• DATA PROVIDED:
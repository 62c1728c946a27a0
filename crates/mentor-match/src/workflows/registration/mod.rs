//! Multi-step registration wizard for the mentor/mentee matching program.
//!
//! One evolving answer record per session, a branching step graph keyed on
//! the chosen role, an address enrichment gate on the first page, and a
//! final transformation into the role-specific wire payload with a local
//! CSV snapshot.

pub mod blackout;
pub mod catalog;
pub mod controller;
pub mod domain;
pub mod enrichment;
pub mod progress;
pub mod router;
pub mod service;
pub mod session;
pub mod steps;
pub mod submission;

#[cfg(test)]
mod tests;

pub use controller::{WizardController, WizardError};
pub use domain::{
    AnswerRecord, AvailabilitySlot, ChoiceSet, Day, GeoPoint, Role, StateCode, TimeSlot,
};
pub use enrichment::{AddressQuery, GeocodeError, GeocodeGateway, NominatimClient};
pub use progress::{project, StepProgress, StepStatus};
pub use router::registration_router;
pub use service::{
    RegistrationService, RegistrationServiceError, SessionView, SubmissionOutcome,
};
pub use session::{
    AuthError, AuthGateway, SessionId, SessionRepository, SessionStoreError, WizardSession,
};
pub use steps::{
    BasicInfoUpdate, MenteeProfileUpdate, MentorProfileUpdate, SchedulingUpdate, StepId,
    StepUpdate, ValidationError, MIN_AVAILABILITY_SELECTIONS,
};
pub use submission::{
    csv_snapshot, FileSnapshotSink, HttpRegistrationClient, RegistrationError, RegistrationGateway,
    RegistrationPayload, RegistrationReceipt, SelectionValue, SnapshotError, SnapshotSink,
    SubmissionDefaults, TransformError,
};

• EXERCISE INSTRUCTIONS: Pull every line that holds the string "enrichment" out of the records.

• RESPONSE AREA:
//! the chosen role, an address enrichment gate on the first page, and a
pub mod enrichment;
pub use enrichment::{AddressQuery, GeocodeError, GeocodeGateway, NominatimClient};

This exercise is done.